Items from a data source
************
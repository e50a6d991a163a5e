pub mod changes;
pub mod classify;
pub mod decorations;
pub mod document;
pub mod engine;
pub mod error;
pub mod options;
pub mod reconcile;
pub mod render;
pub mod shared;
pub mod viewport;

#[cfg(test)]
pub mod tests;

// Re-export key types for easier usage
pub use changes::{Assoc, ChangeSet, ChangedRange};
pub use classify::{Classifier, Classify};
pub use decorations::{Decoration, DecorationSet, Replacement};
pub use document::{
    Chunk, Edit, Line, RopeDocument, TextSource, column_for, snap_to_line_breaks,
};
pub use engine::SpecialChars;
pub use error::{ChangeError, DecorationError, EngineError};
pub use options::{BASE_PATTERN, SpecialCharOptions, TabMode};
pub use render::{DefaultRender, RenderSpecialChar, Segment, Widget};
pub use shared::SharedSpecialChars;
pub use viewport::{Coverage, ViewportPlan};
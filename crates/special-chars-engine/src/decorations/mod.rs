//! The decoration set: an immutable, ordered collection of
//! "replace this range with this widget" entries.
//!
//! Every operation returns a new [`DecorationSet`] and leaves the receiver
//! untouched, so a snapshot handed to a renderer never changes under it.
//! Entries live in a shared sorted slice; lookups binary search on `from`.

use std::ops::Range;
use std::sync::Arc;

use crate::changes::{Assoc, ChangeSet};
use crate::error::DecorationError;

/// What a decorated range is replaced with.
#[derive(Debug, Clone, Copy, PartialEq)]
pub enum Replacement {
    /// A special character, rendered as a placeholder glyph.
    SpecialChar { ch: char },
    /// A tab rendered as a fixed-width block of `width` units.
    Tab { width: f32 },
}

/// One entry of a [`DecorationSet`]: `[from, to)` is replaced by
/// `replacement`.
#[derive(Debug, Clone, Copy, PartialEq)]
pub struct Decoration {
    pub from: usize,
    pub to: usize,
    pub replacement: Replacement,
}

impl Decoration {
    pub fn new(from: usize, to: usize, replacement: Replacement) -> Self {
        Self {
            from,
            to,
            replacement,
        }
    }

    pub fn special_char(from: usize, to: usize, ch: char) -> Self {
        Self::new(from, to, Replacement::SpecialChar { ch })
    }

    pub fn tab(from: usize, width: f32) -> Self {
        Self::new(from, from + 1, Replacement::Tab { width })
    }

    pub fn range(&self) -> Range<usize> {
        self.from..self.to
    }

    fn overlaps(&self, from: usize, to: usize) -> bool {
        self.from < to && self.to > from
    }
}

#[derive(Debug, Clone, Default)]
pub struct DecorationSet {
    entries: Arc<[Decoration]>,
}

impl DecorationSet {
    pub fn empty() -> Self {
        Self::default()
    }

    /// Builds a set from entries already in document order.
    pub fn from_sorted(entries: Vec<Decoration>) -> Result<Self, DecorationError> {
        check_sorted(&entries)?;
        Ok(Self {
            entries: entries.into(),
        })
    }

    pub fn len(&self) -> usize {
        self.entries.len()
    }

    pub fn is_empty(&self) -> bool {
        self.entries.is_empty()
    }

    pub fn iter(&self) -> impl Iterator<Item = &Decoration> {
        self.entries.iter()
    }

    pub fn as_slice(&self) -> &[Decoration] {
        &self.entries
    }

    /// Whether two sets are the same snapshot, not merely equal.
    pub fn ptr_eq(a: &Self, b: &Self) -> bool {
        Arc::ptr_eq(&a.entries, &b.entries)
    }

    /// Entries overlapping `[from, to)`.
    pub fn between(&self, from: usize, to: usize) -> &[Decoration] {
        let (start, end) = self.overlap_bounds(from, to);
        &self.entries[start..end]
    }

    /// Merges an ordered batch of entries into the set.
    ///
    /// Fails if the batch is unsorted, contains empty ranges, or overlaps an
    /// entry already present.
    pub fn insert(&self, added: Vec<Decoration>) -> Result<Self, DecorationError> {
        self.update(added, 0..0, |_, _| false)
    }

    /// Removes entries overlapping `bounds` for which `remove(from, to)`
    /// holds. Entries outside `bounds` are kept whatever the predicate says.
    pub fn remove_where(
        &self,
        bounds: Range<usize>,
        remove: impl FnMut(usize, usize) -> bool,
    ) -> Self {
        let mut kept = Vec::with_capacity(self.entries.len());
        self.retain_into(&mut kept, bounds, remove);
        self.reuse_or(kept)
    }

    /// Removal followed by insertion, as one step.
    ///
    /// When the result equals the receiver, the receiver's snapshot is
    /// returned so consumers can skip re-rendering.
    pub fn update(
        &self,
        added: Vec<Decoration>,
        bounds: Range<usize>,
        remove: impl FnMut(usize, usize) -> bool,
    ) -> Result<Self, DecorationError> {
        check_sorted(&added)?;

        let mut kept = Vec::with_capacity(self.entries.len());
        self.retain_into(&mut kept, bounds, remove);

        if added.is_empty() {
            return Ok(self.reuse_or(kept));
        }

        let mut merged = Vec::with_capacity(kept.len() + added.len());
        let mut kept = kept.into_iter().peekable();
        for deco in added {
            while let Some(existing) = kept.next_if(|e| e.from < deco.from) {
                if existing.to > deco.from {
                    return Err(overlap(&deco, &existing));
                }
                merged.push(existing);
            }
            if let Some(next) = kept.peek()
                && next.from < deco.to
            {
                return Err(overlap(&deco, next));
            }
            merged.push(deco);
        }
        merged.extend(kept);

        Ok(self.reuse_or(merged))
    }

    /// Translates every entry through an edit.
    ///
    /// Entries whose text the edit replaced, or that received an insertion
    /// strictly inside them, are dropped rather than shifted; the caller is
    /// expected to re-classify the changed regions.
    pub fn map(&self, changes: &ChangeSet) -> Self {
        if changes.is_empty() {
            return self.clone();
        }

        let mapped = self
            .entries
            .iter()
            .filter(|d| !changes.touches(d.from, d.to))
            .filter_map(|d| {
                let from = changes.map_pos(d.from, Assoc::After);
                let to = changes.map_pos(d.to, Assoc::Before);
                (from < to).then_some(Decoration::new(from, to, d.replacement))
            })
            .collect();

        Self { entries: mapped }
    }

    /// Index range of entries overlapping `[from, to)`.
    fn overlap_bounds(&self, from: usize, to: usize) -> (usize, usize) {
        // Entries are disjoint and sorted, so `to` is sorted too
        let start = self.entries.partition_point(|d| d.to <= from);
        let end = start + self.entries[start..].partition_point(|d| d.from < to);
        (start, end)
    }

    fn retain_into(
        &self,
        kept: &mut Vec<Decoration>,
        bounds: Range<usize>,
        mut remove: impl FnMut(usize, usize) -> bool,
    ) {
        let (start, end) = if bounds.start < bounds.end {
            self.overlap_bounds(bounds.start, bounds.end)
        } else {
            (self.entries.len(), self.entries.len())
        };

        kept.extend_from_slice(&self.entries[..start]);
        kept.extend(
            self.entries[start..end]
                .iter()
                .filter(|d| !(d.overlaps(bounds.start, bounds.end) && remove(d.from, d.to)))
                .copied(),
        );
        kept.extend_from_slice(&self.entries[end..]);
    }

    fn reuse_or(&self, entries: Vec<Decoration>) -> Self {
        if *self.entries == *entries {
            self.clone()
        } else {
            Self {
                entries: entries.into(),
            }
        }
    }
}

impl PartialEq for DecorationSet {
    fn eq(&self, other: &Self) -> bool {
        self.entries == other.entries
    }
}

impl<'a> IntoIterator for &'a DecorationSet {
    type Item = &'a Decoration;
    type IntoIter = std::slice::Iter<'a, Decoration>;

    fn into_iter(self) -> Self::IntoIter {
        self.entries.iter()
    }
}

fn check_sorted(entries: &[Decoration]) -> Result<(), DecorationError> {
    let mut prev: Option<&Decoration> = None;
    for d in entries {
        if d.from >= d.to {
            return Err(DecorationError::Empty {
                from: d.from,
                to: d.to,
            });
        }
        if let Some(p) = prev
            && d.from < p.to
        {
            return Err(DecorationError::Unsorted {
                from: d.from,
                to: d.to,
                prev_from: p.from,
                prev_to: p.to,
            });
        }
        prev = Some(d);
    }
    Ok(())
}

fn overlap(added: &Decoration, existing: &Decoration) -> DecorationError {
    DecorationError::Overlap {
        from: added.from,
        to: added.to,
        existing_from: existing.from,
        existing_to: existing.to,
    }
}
************
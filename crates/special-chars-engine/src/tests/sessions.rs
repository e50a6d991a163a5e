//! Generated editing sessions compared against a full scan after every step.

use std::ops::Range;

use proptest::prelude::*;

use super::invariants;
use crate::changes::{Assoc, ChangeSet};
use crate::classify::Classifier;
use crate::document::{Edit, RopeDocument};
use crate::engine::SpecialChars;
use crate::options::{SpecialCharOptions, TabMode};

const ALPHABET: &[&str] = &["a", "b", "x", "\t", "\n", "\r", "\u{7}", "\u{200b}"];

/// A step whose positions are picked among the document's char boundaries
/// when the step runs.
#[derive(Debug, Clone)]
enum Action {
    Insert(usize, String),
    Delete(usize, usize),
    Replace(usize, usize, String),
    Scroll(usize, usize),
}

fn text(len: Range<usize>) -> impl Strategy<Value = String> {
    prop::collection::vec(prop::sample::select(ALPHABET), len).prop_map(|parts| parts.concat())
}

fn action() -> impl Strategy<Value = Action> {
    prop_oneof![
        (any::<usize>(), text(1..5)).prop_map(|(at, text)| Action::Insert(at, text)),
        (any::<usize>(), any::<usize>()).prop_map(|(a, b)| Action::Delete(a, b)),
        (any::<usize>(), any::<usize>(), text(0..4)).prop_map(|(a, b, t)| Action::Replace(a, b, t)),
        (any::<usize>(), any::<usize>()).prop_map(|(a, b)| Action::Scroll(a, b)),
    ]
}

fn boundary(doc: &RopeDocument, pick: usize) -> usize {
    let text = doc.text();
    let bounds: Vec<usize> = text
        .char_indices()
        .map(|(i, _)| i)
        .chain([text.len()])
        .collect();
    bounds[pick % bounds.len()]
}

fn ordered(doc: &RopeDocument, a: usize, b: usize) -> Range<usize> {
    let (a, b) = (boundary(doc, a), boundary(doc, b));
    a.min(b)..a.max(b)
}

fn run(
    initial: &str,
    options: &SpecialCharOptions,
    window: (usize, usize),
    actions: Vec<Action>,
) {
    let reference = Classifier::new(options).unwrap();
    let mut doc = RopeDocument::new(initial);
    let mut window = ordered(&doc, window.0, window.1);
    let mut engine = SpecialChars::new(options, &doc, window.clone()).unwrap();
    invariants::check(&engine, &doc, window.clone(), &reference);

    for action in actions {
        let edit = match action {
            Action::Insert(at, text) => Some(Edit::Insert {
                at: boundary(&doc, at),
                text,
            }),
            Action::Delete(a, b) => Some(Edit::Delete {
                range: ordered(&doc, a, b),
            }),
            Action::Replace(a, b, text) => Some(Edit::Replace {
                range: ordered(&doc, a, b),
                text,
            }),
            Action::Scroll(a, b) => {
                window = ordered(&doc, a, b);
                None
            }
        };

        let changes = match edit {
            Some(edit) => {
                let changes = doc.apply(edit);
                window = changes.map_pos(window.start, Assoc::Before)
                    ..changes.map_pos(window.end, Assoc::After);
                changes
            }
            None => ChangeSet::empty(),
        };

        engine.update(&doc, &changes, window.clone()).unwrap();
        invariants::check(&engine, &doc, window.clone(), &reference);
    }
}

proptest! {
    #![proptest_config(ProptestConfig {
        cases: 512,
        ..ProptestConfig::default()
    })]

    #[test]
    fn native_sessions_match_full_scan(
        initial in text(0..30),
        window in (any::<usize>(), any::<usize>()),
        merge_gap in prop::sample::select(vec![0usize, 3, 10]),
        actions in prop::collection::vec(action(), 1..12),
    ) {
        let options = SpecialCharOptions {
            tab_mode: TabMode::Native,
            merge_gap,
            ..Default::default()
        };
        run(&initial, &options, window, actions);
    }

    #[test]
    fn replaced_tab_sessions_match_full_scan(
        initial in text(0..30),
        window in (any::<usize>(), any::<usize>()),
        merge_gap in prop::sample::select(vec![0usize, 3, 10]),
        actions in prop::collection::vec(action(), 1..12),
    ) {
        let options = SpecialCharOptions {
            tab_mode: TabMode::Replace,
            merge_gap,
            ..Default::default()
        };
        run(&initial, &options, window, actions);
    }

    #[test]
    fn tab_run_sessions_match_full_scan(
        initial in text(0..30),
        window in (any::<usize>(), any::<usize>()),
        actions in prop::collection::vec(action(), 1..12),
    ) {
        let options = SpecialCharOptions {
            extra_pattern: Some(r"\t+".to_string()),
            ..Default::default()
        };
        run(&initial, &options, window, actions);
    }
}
************
WHAT YOU HAVE TO DO
Show all lines from the data above in which the word "bool" appears.

WRITTEN SOLUTION
    fn overlaps(&self, from: usize, to: usize) -> bool {
    pub fn is_empty(&self) -> bool {
    pub fn ptr_eq(a: &Self, b: &Self) -> bool {
        remove: impl FnMut(usize, usize) -> bool,
        remove: impl FnMut(usize, usize) -> bool,
        mut remove: impl FnMut(usize, usize) -> bool,
    fn eq(&self, other: &Self) -> bool {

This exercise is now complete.